LES SAVOIRS DE BASE SONT NÉCESSAIRES

Soixante-quatre pour cent des personnes maîtrisant mal l’écrit sont malgré tout en emploi, précise l’étude de la Dares n° 45 rendue publique le 9 juillet. Ceux qui pourraient en déduire que la situation de ces personnes n’est pas si problématique sont dans l’erreur. « Leur situation n’est pas sensiblement plus précaire. Mais, par rapport à des personnes sans difficulté, elles occupent des postes moins qualifiés, où le recours à la lecture, à l’écriture et à l’outil informatique est moins fréquent, et moins bien payé », constate la Dares. Par ailleurs, mal maîtriser l’écrit complique aussi certaines démarches nécessaires pour retrouver un emploi : 21 % des personnes qui se déclarent au chômage et 37 % des personnes inactives maîtrisent mal l’écrit, contre 13 % parmi celles en emploi. « Toutes choses égales par ailleurs », une mauvaise maîtrise de l’écrit multiplie par 1,7 la probabilité d’être inactif plutôt qu’actif. En 2011, 16 % des personnes de 18 à 65 ans résidant en France métropolitaine, en situation d’être sur le marché du travail, éprouvaient des difficultés dans au moins un des domaines fondamentaux de l’écrit. Cette proportion augmente avec l’âge.

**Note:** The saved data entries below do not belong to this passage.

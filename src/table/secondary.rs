//! Secondary indexes keyed by bound-column mask.
//!
//! # Architecture
//!
//! ```text
//! RowTable
//!   `-- HashMap<ColumnMask, SecondaryIndex>
//!         `-- SecondaryIndex
//!               |-- HashMap<u64, Vec<u32>>  (hash of bound columns -> offsets)
//!               |-- indexed                 (rows replayed so far)
//!               `-- IndexStats              (for plan explanation)
//! ```
//!
//! An index is created the first time a query uses its mask (or when the
//! optimizer declares it) and afterwards only replays rows appended since
//! the last catch-up. Bucket hits are candidates: the caller still compares
//! the bound columns, since distinct keys may share a hash.

use super::rows::RowStore;
use crate::value::{hash_values, Value};
use std::collections::HashMap;
use std::fmt;

/// Set of bound columns, bit `i` standing for column `i`.
#[derive(Debug, Clone, Copy, Default, PartialEq, Eq, Hash, PartialOrd, Ord)]
pub struct ColumnMask(pub u64);

impl ColumnMask {
    pub const EMPTY: ColumnMask = ColumnMask(0);

    /// Mask binding every column of an `arity`-wide row.
    pub fn full(arity: usize) -> Self {
        if arity >= 64 {
            ColumnMask(u64::MAX)
        } else {
            ColumnMask((1u64 << arity) - 1)
        }
    }

    /// Mask of the columns whose template value is bound.
    pub fn of_template(template: &[Value]) -> Self {
        let mut mask = 0u64;
        for (col, value) in template.iter().enumerate().take(64) {
            if !value.is_none() {
                mask |= 1 << col;
            }
        }
        ColumnMask(mask)
    }

    pub fn with(self, column: usize) -> Self {
        ColumnMask(self.0 | (1 << column))
    }

    pub fn contains(self, column: usize) -> bool {
        column < 64 && self.0 & (1 << column) != 0
    }

    pub fn is_empty(self) -> bool {
        self.0 == 0
    }

    pub fn is_full(self, arity: usize) -> bool {
        self == Self::full(arity)
    }

    pub fn count(self) -> usize {
        self.0.count_ones() as usize
    }

    /// Bound columns in ascending order.
    pub fn columns(self) -> impl Iterator<Item = usize> {
        let bits = self.0;
        (0..64).filter(move |c| bits & (1 << c) != 0)
    }
}

impl fmt::Display for ColumnMask {
    fn fmt(&self, f: &mut fmt::Formatter<'_>) -> fmt::Result {
        let cols: Vec<String> = self.columns().map(|c| c.to_string()).collect();
        write!(f, "[{}]", cols.join(","))
    }
}

/// Counters kept per index.
#[derive(Debug, Clone, Copy, Default, PartialEq, Eq)]
pub struct IndexStats {
    pub lookups: u64,
    pub candidates: u64,
}

#[derive(Debug, Clone)]
pub struct SecondaryIndex {
    mask: ColumnMask,
    buckets: HashMap<u64, Vec<u32>>,
    indexed: usize,
    stats: IndexStats,
}

impl SecondaryIndex {
    pub fn new(mask: ColumnMask) -> Self {
        SecondaryIndex {
            mask,
            buckets: HashMap::new(),
            indexed: 0,
            stats: IndexStats::default(),
        }
    }

    pub fn mask(&self) -> ColumnMask {
        self.mask
    }

    /// Number of rows replayed into the index.
    pub fn indexed(&self) -> usize {
        self.indexed
    }

    pub fn stats(&self) -> IndexStats {
        self.stats
    }

    fn key_of(&self, row: &[Value]) -> u64 {
        hash_values(self.mask.columns().map(|c| &row[c]))
    }

    /// Replay rows appended to `store` since the last call.
    pub fn catch_up<S: RowStore>(&mut self, store: &S) {
        for offset in self.indexed..store.len() {
            let key = self.key_of(store.row(offset));
            self.buckets.entry(key).or_default().push(offset as u32);
        }
        self.indexed = store.len();
    }

    /// Offsets in `[lo, hi)` whose bound columns equal those of `template`.
    pub fn lookup<S: RowStore>(
        &mut self,
        store: &S,
        template: &[Value],
        lo: usize,
        hi: usize,
    ) -> Vec<u32> {
        self.stats.lookups += 1;
        let Some(bucket) = self.buckets.get(&self.key_of(template)) else {
            return Vec::new();
        };
        // Offsets are appended in ascending order.
        let start = bucket.partition_point(|&o| (o as usize) < lo);
        let mask = self.mask;
        let hits: Vec<u32> = bucket[start..]
            .iter()
            .copied()
            .take_while(|&o| (o as usize) < hi)
            .filter(|&o| {
                let row = store.row(o as usize);
                mask.columns().all(|c| row[c] == template[c])
            })
            .collect();
        self.stats.candidates += hits.len() as u64;
        hits
    }

    pub fn approx_bytes(&self) -> usize {
        self.buckets.len() * (std::mem::size_of::<u64>() + std::mem::size_of::<Vec<u32>>())
            + self.indexed * std::mem::size_of::<u32>()
    }
}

Dispositif “compétences clés”

Toujours en 2011, en France, 50 100 personnes ont débuté une formation dans le cadre du dispositif “compétences clés”. Les stagiaires – à 69 % des femmes – étaient plutôt jeunes et peu qualifiés et la plupart d’entre eux étaient sans emploi lors de la prescription ; 92 % des stagiaires étaient sans emploi au moment de l’inscription en formation.